Open Access Paper
28 December 2022 A vertical constraint enhanced method for indoor LiDAR SLAM algorithms
Zhennan Tian, Ningbo Bu, Jiangjian Xiao, Gen Xu, Haolei Ru, Jianfei Ge
Author Affiliations +
Proceedings Volume 12506, Third International Conference on Computer Science and Communication Technology (ICCSCT 2022); 125060G (2022) https://doi.org/10.1117/12.2662203
Event: International Conference on Computer Science and Communication Technology (ICCSCT 2022), 2022, Beijing, China
Abstract
LiDAR-based SLAM Systems are widely applied in robotics for their accuracy and robustness. However, accurate localization in small-scale indoor scenes is challenging since the point cloud features of the sparse line scan LiDAR cannot always provide sufficient space constraints. In our experiments, even state-of-the-art methods have heavy odometry drift. In this paper, to address this problem, we propose a method that can improve the performance of existing algorithms in small-scale indoor scenes. By installing a LiDAR perpendicular to the existing LiDAR, our method enhances the constraint in the vertical direction. We test our method on LOAM and FAST-LIO2, and the results show significant improvements on our own collected datasets. In addition, to accurately merge the two LiDAR’s cloud points, we propose a high-accuracy dual-LiDAR calibration method with rotation and translation errors less than 0.005 rad and 0.01 m respectively.

1.

INTRODUCTION

Simultaneous Localization and Mapping (SLAM) is the process where the robot estimates the position and builds a map of the environment without a priori information, using only its equipped sensors, and is a prerequisite for many robotic applications, such as autonomous navigation, path planning and 3D scene reconstruction etc. In comparison with visual SLAM, LiDAR-based SLAM can obtain accurate distances directly and is not susceptible to illumination changes.

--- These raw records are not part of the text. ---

impl SessionMode {
    pub fn name(&self) -> &'static str {
        match self {
            SessionMode::Idle => "idle",
            SessionMode::Countdown => "countdown",
            SessionMode::Calibrating => "calibrating",
            SessionMode::Standby => "standby",
            SessionMode::Jumping => "jumping",
            SessionMode::Crouching => "crouching",
        }
    }

    /// Calibrated and reacting to motion.
    pub fn is_active(&self) -> bool {
        matches!(
            self,
            SessionMode::Standby | SessionMode::Jumping | SessionMode::Crouching
        )
    }
}

/// Per-round counters.
#[derive(Clone, Copy, Debug, Default, PartialEq)]
pub struct ActionStats {
    pub jumps: u32,
    /// Only crouches held for the minimum duration.
    pub crouches: u32,
    pub last_action_ms: Option<f64>,
}

/// Read-only view for overlays and debug panels.
#[derive(Clone, Copy, Debug, PartialEq)]
pub struct DebugSnapshot {
    pub mode: SessionMode,
    pub baseline: Option<Baseline>,
    pub current: Option<PoseSample>,
    pub velocity: VelocitySample,
    pub bands: Option<Bands>,
    pub calibration_progress: f32,
    pub stats: ActionStats,
    pub hold: GestureHoldState,
}

#[derive(Clone, Copy, Debug, PartialEq)]
enum Phase {
    Idle,
    Countdown { remaining: u32, next_step_ms: f64 },
    Calibrating,
    Active,
}

pub struct Session {
    config: GestureConfig,
    phase: Phase,
    extractor: SignalExtractor,
    calibrator: Calibrator,
    baseline: Option<Baseline>,
    gestures: GestureMachine,
    hands_up: HandsUpDetector,
    stats: ActionStats,
    last_thresholds: ThresholdConfig,
    sliders_locked: bool,
    hold_shown_secs: Option<u32>,
    actions: Box<dyn ActionSink>,
    status: Box<dyn StatusSink>,
}

impl Default for Session {
    fn default() -> Self {
        Self::build(GestureConfig::default())
    }
}

impl Session {
    pub fn new(config: GestureConfig) -> Result<Self, ConfigError> {
        config.validate()?;
        Ok(Self::build(config))
    }

    fn build(config: GestureConfig) -> Self {
        Self {
            phase: Phase::Idle,
            extractor: SignalExtractor::new(config.min_confidence),
            calibrator: Calibrator::new(config.calibration_frames),
            baseline: None,
            gestures: GestureMachine::new(&config),
            hands_up: HandsUpDetector::new(&config),
            stats: ActionStats::default(),
            last_thresholds: ThresholdConfig::default(),
            sliders_locked: false,
            hold_shown_secs: None,
            actions: Box::new(NoopActionSink),
            status: Box::new(NoopStatusSink),
            config,
        }
    }

    pub fn with_action_sink(mut self, sink: impl ActionSink + 'static) -> Self {
        self.actions = Box::new(sink);
        self
    }

    pub fn with_status_sink(mut self, sink: impl StatusSink + 'static) -> Self {
        self.status = Box::new(sink);
        self
    }

    // ---------------- operator controls ----------------

    /// Begin a round: straight to standby when a baseline exists, otherwise a
    /// countdown followed by calibration.
    pub fn start(&mut self, now_ms: f64) {
        self.sliders_locked = true;
        if self.baseline.is_some() {
            self.phase = Phase::Active;
            log::info!("[session] start, reusing baseline");
            self.show(Status::Go);
            return;
        }
        let remaining = self.config.countdown_secs;
        if remaining == 0 {
            self.enter_calibration();
            return;
        }
        self.phase = Phase::Countdown {
            remaining,
            next_step_ms: now_ms + self.config.countdown_step_ms,
        };
        log::info!("[session] countdown {}s", remaining);
        self.show(Status::Countdown(remaining));
    }

    /// Re-enter calibration immediately, skipping the countdown.
    pub fn calibrate_now(&mut self) {
        self.close_motion();
        self.enter_calibration();
    }

    /// Clear round state (latches, cooldowns, hold timer, stats) but keep the
    /// learned baseline. A countdown or calibration in progress is abandoned;
    /// an idle session stays idle. Unlocks the threshold sliders.
    pub fn restart(&mut self) {
        self.close_motion();
        self.sliders_locked = false;
        self.gestures.clear_latches();
        self.hands_up.reset();
        self.hold_shown_secs = None;
        self.stats = ActionStats::default();
        let phase = self.phase;
        self.phase = match phase {
            Phase::Active => Phase::Active,
            Phase::Calibrating => {
                log::info!(
                    "[calib] abandoned at {}/{} frames",
                    self.calibrator.frames(),
                    self.calibrator.required()
                );
                self.calibrator.reset();
                self.settled_phase()
            }
            Phase::Countdown { .. } => self.settled_phase(),
            Phase::Idle => Phase::Idle,
        };
        log::info!("[session] restart, mode={}", self.mode().name());
        self.show(Status::Cleared);
    }

    /// Return to idle; frames are ignored until the next `start`.
    pub fn stop(&mut self) {
        self.close_motion();
        self.gestures.clear_latches();
        self.hands_up.reset();
        self.hold_shown_secs = None;
        if self.phase == Phase::Calibrating {
            self.calibrator.reset();
        }
        self.extractor.reset();
        self.sliders_locked = false;
        self.phase = Phase::Idle;
        log::info!("[session] stopped");
        self.show(Status::Idle);
    }

    /// Advance the countdown to `now_ms`. Called by `tick`; front-ends may also
    /// call it on frames without a pose.
    pub fn advance_clock(&mut self, now_ms: f64) {
        while let Phase::Countdown {
            remaining,
            next_step_ms,
        } = self.phase
        {
            if now_ms < next_step_ms {
                break;
            }
            let remaining = remaining.saturating_sub(1);
            if remaining == 0 {
                self.enter_calibration();
                break;
            }
            self.phase = Phase::Countdown {
                remaining,
                next_step_ms: next_step_ms + self.config.countdown_step_ms,
            };
            self.show(Status::Countdown(remaining));
        }
    }

    // ---------------- per-frame ----------------

    /// Process one pose frame. Emitted actions go to the action sink and are
    /// appended to `out_events`.
    pub fn tick(
        &mut self,
        frame: &PoseFrame,
        now_ms: f64,
        thresholds: &ThresholdConfig,
        out_events: &mut Vec<ActionEvent>,
    ) {
        self.advance_clock(now_ms);
        self.last_thresholds = *thresholds;
        match self.phase {
            Phase::Idle | Phase::Countdown { .. } => return,
            Phase::Active => self.track_hands_up(frame, now_ms, out_events),
            Phase::Calibrating => {}
        }

        let sample = match self.extractor.update(frame, now_ms) {
            Ok((sample, _velocity)) => sample,
            Err(e) => {
                log::trace!("[pose] frame skipped: {}", e);
                return;
            }
        };

        match self.phase {
            Phase::Calibrating => {
                if let Some(baseline) = self.calibrator.add_sample(&sample) {
                    self.finish_calibration(baseline);
                }
            }
            Phase::Active => {
                // Checked above; the baseline exists whenever the phase is active.
                let Some(baseline) = self.baseline else {
                    return;
                };
                if let Some(ev) = self.gestures.step(sample.hip_y, &baseline, thresholds, now_ms) {
                    self.record(ev, now_ms);
                    self.emit(ev, out_events);
                }
            }
            Phase::Idle | Phase::Countdown { .. } => {}
        }
    }

    fn track_hands_up(&mut self, frame: &PoseFrame, now_ms: f64, out_events: &mut Vec<ActionEvent>) {
        match self.hands_up.update(frame, now_ms) {
            HoldProgress::None => {
                // an active crouch owns the status line
                if self.hold_shown_secs.take().is_some() && !self.gestures.is_crouching() {
                    self.show(Status::Cleared);
                }
            }
            HoldProgress::Started => {
                let secs = (self.config.gesture_hold_ms / 1000.0).ceil() as u32;
                self.hold_shown_secs = Some(secs);
                self.show(Status::HoldToRestart {
                    remaining_secs: secs,
                });
            }
            HoldProgress::Holding { remaining_ms, .. } => {
                let secs = (remaining_ms / 1000.0).ceil() as u32;
                if self.hold_shown_secs != Some(secs) {
                    self.hold_shown_secs = Some(secs);
                    self.show(Status::HoldToRestart {
                        remaining_secs: secs,
                    });
                }
            }
            HoldProgress::Fired => {
                self.hold_shown_secs = None;
                self.stats.last_action_ms = Some(now_ms);
                self.emit(ActionEvent::Restart, out_events);
            }
        }
    }

    fn enter_calibration(&mut self) {
        self.calibrator.reset();
        self.phase = Phase::Calibrating;
        log::info!("[calib] collecting {} frames", self.calibrator.required());
        self.show(Status::Calibrating);
    }

    fn finish_calibration(&mut self, baseline: Baseline) {
        self.baseline = Some(baseline);
        self.gestures.clear_latches();
        self.phase = Phase::Active;
        log::info!(
            "[calib] baseline hip={:.1} knee={:.1}",
            baseline.hip_y,
            baseline.knee_y
        );
        self.show(Status::Go);
    }

    // Where a cancelled countdown/calibration lands.
    fn settled_phase(&self) -> Phase {
        if self.baseline.is_some() {
            Phase::Active
        } else {
            Phase::Idle
        }
    }

    fn close_motion(&mut self) {
        if let Some(ev) = self.gestures.abort() {
            let mut discard = Vec::new();
            self.emit(ev, &mut discard);
        }
    }

    fn record(&mut self, ev: ActionEvent, now_ms: f64) {
        match ev {
            ActionEvent::Jump => {
                self.stats.jumps += 1;
                self.stats.last_action_ms = Some(now_ms);
            }
            ActionEvent::CrouchEnd { scored: true } => {
                self.stats.crouches += 1;
                self.stats.last_action_ms = Some(now_ms);
            }
            _ => {}
        }
    }

    fn emit(&mut self, ev: ActionEvent, out_events: &mut Vec<ActionEvent>) {
        log::debug!("[session] action {}", ev.name());
        match ev {
            ActionEvent::Jump => {
                self.actions.on_jump();
                self.show(Status::Jump);
            }
            ActionEvent::CrouchStart => {
                self.actions.on_crouch(true);
                self.show(Status::Crouch);
            }
            ActionEvent::CrouchEnd { .. } => {
                self.actions.on_crouch(false);
                self.show(Status::CrouchReleased);
            }
            ActionEvent::Restart => {
                self.actions.on_restart();
                self.show(Status::Restart);
            }
        }
        out_events.push(ev);
    }

    fn show(&mut self, status: Status) {
        self.status.show(&status);
    }

    // ---------------- queries ----------------

    pub fn mode(&self) -> SessionMode {
        match self.phase {
            Phase::Idle => SessionMode::Idle,
            Phase::Countdown { .. } => SessionMode::Countdown,
            Phase::Calibrating => SessionMode::Calibrating,
            Phase::Active => match self.gestures.motion() {
                Motion::Standby => SessionMode::Standby,
                Motion::Jumping => SessionMode::Jumping,
                Motion::Crouching => SessionMode::Crouching,
            },
        }
    }

    pub fn is_calibrated(&self) -> bool {
        self.baseline.is_some()
    }

    pub fn baseline(&self) -> Option<Baseline> {
        self.baseline
    }

    pub fn countdown_remaining(&self) -> Option<u32> {
        match self.phase {
            Phase::Countdown { remaining, .. } => Some(remaining),
            _ => None,
        }
    }

    pub fn calibration_frames(&self) -> u32 {
        self.calibrator.frames()
    }

    pub fn stats(&self) -> ActionStats {
        self.stats
    }

    pub fn hold_state(&self) -> GestureHoldState {
        self.hands_up.state()
    }

    pub fn jump_latched(&self, now_ms: f64) -> bool {
        self.gestures.jump_latched(now_ms)
    }

    pub fn crouch_latched(&self, now_ms: f64) -> bool {
        self.gestures.crouch_latched(now_ms)
    }

    /// Threshold sliders are locked from `start` until `restart` or `stop`.
    /// Calibrating through `calibrate_now` alone leaves them editable.
    pub fn thresholds_locked(&self) -> bool {
        self.sliders_locked
    }

    pub fn config(&self) -> &GestureConfig {
        &self.config
    }

    pub fn snapshot(&self) -> DebugSnapshot {
        let mode = self.mode();
        DebugSnapshot {
            mode,
            baseline: self.baseline,
            current: self.extractor.current(),
            velocity: self.extractor.velocity(),
            bands: self
                .baseline
                .filter(|_| mode.is_active())
                .map(|b| Bands::new(&b, &self.last_thresholds)),
            calibration_progress: self.calibrator.progress(),
            stats: self.stats,
            hold: self.hands_up.state(),
        }
    }
}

Therefore, LiDAR SLAM is usually more stable and accurate. In the past decades, the problem of LiDAR SLAM has received a lot of attention, and some advanced algorithms have achieved excellent performance. LiDAR Odometry and Mapping (LOAM) is a well-known LiDAR SLAM system. Based on LOAM, many methods with better performance have been proposed subsequently.

However, in small indoor scenes, for horizontally installed LiDAR with small viewing angles, it cannot scan the ceiling or the floor, only by the point cloud of the walls. The extracted feature points are matched without good constraints in the vertical direction, and most of the existing algorithms will have the problem that the odometry drifts in the z-axis direction of the LiDAR coordinate system. To tackle the above issues, based on previous methods, we propose a vertical constraint-enhanced indoor mapping and localization method based on dual-LiDAR system. By installing a vertically posed LiDAR in the system, which is able to scan to the ceiling and the floor, the vertical constraint is enhanced and the odometry drift in the vertical direction is optimized. Figure 1 shows the setup, the data collection and the performance of our method. Furthermore, to accurately merge the cloud points of the two LiDARs, we do some work on dual-LiDAR extrinsics calibration. Our contributions are concluded as follows:

  • We propose a dual-LiDAR-based vertical constraint enhanced method that can improve the performance of existing SLAM algorithms in small-scale indoor scenes.

  • We propose a 3D scanner based dual-LiDAR extrinsic calibration method with high accuracy.

Figure 1.

Data collection scene and map building performance.

00046_PSISDG12506_125060G_page_2_1.jpg

2.

RELATED WORK

2.1

LiDAR SLAM

Zhang et al.1,2 proposed the LOAM algorithm in 2014, which divides the SLAM problem into a high-frequency, low-accuracy odometry problem and a high-accuracy, low-frequency map-building problem. The LOAM algorithm has better localization accuracy and real-time performance, and although it was proposed in 2014, it still ranks well in the KITTI Odometry Benchmark3.

In recent years, based on LOAM, some improved algorithms have been proposed. Shan et al.4 proposed a LeGO-LOAM (lightweight and Ground-Optimized LOAM), which optimizes the ground points by applying point cloud segmentation and filters out a large number of noise points, and divides the poses into two categories for pose estimation. Ji et al.5 proposed the LLOAM (Lidar Odometry and Mapping with Loop closure Detection), which includes a back-end based on factor graph optimization and a front-end with a point clouds segmentation matching based loop-closure detection.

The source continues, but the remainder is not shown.